When a line of the material has the word "ArcRules" in it, copy that line.

___ INFORMATION SUPPLIED ___

//! Markov-blanket correction applied to a finished structure.
//!
//! After the search, every variable should lie in the Markov blanket of the
//! target so that it can influence classification. A variable outside the
//! blanket is connected to the target: ancestors of the target become one of
//! its parents, everything else gets the target as a parent. Both choices keep
//! the graph acyclic. The parent limit of the search does not apply here.

use bn_types::{Dataset, Graph, GraphError};
use tracing::warn;

/// The target's parent configurations must stay below this count for an
/// ancestor to be added as another parent of the target.
pub const MAX_TARGET_PARENT_CARDINALITY: u64 = 1024;

#[derive(Debug, Clone, Copy, Default)]
pub struct MarkovBlanketCorrection;

impl MarkovBlanketCorrection {
    pub fn new() -> Self {
        Self
    }

    /// Connect every variable outside the target's Markov blanket.
    ///
    /// Returns the number of arcs added.
    pub fn apply(&self, graph: &mut Graph, dataset: &Dataset) -> Result<usize, GraphError> {
        let target = dataset.target();
        let n = graph.num_nodes();
        if n != dataset.num_attributes() {
            return Err(GraphError::NodeCountMismatch {
                expected: dataset.num_attributes(),
                actual: n,
            });
        }

        let mut is_ancestor = vec![false; n];
        for node in graph.ancestors(target) {
            is_ancestor[node] = true;
        }

        let mut added = 0;
        for node in 0..n {
            if Self::in_blanket(graph, target, node) {
                continue;
            }
            if is_ancestor[node] {
                let cardinality = Self::parent_cardinality(graph, dataset, target);
                if cardinality < MAX_TARGET_PARENT_CARDINALITY {
                    graph.add_parent(target, node)?;
                    added += 1;
                } else {
                    warn!(
                        node,
                        cardinality, "target parent table too large, leaving node outside blanket"
                    );
                }
            } else {
                graph.add_parent(node, target)?;
                added += 1;
            }
        }

        Ok(added)
    }

    /// Node is the target, a parent or child of it, or a co-parent of one of
    /// its children.
    pub fn in_blanket(graph: &Graph, target: usize, node: usize) -> bool {
        node == target
            || graph.contains_arc(target, node)
            || graph.contains_arc(node, target)
            || graph
                .parent_sets()
                .iter()
                .any(|set| set.contains(node) && set.contains(target))
    }

    fn parent_cardinality(graph: &Graph, dataset: &Dataset, node: usize) -> u64 {
        graph
            .parents(node)
            .iter()
            .fold(1u64, |acc, parent| {
                acc.saturating_mul(u64::from(dataset.cardinality(parent)))
            })
    }
}
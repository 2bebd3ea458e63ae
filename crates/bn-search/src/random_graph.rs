//! Random starting structures for restarts.

use bn_types::{Graph, GraphError};
use rand::Rng;
use serde::{Deserialize, Serialize};

use crate::hill_climber::ArcRules;

/// What a single generation produced.
#[derive(Debug, Clone, Copy, PartialEq, Eq, Serialize, Deserialize)]
pub struct GeneratedGraph {
    /// Random insertions attempted, legal or not.
    pub attempts: usize,
    /// Arcs in the generated graph, including the naive seed.
    pub arcs: usize,
}

/// Generates random acyclic graphs that respect [`ArcRules`].
#[derive(Debug, Clone)]
pub struct RandomGraphGenerator {
    rules: ArcRules,
    target: usize,
    init_as_naive_bayes: bool,
}

impl RandomGraphGenerator {
    pub fn new(rules: ArcRules, target: usize, init_as_naive_bayes: bool) -> Self {
        Self {
            rules,
            target,
            init_as_naive_bayes,
        }
    }

    /// Overwrite `graph` with a random structure.
    ///
    /// The graph is cleared, optionally seeded with the target as the parent
    /// of every other node, then `uniform(0..N²)` random arcs are attempted;
    /// any attempt that is not a legal addition is skipped.
    pub fn generate<R: Rng>(
        &self,
        graph: &mut Graph,
        rng: &mut R,
    ) -> Result<GeneratedGraph, GraphError> {
        let n = graph.num_nodes();
        graph.clear();

        if self.init_as_naive_bayes {
            for node in (0..n).filter(|&node| node != self.target) {
                if graph.num_parents(node) < self.rules.max_parents {
                    graph.add_parent(node, self.target)?;
                }
            }
        }

        let attempts = if n == 0 { 0 } else { rng.gen_range(0..n * n) };
        for _ in 0..attempts {
            let tail = rng.gen_range(0..n);
            let head = rng.gen_range(0..n);
            if self.rules.can_add(graph, tail, head) {
                graph.add_parent(head, tail)?;
            }
        }

        Ok(GeneratedGraph {
            attempts,
            arcs: graph.arc_count(),
        })
    }
}
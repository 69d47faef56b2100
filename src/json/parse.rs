//! Purpose: Decode raw request bytes into a JSON value with located failures.
//! Exports: `decode_payload`, `decoder_position`, `DecodeFailure`, `ParseFailureCategory`,
//! `categorize_error`.
//! Role: Parser boundary that centralizes serde_json usage details.
//! Invariants: Line/column are the decoder's own, both 1-based.
//! Invariants: Any JSON type is accepted; no schema beyond "valid JSON".
//! Notes: serde_json reports column 0 before the first character of a line; that maps to 1.
//! Notes: Envelope mapping is done by callsites so HTTP context stays explicit.

use serde_json::Value;
use serde_json::error::Category;

#[derive(Clone, Copy, Debug, Eq, PartialEq)]
pub(crate) enum ParseFailureCategory {
    Syntax,
    Eof,
    Data,
    Io,
}

impl ParseFailureCategory {
    pub(crate) fn as_str(self) -> &'static str {
        match self {
            ParseFailureCategory::Syntax => "syntax",
            ParseFailureCategory::Eof => "eof",
            ParseFailureCategory::Data => "data",
            ParseFailureCategory::Io => "io",
        }
    }
}

#[derive(Clone, Debug, Eq, PartialEq)]
pub(crate) struct DecodeFailure {
    pub(crate) message: String,
    pub(crate) line: usize,
    pub(crate) column: usize,
    pub(crate) category: ParseFailureCategory,
}

impl From<serde_json::Error> for DecodeFailure {
    fn from(err: serde_json::Error) -> Self {
        let (line, column) = decoder_position(&err).unwrap_or((1, 1));
        Self {
            message: err.to_string(),
            line,
            column,
            category: categorize_error(&err),
        }
    }
}

/// 1-based `(line, column)` of a decode failure, or `None` when the decoder
/// has no location (line 0, e.g. data errors raised outside the input).
pub(crate) fn decoder_position(err: &serde_json::Error) -> Option<(usize, usize)> {
    match err.line() {
        0 => None,
        line => Some((line, err.column().max(1))),
    }
}

pub(crate) fn decode_payload(bytes: &[u8]) -> Result<Value, DecodeFailure> {
    serde_json::from_slice(bytes).map_err(DecodeFailure::from)
}

pub(crate) fn categorize_error(err: &serde_json::Error) -> ParseFailureCategory {
    match err.classify() {
        Category::Syntax => ParseFailureCategory::Syntax,
        Category::Eof => ParseFailureCategory::Eof,
        Category::Data => ParseFailureCategory::Data,
        Category::Io => ParseFailureCategory::Io,
    }
}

___

**ANSWER**
use crate::hill_climber::ArcRules;
/// Generates random acyclic graphs that respect [`ArcRules`].
    rules: ArcRules,
    pub fn new(rules: ArcRules, target: usize, init_as_naive_bayes: bool) -> Self {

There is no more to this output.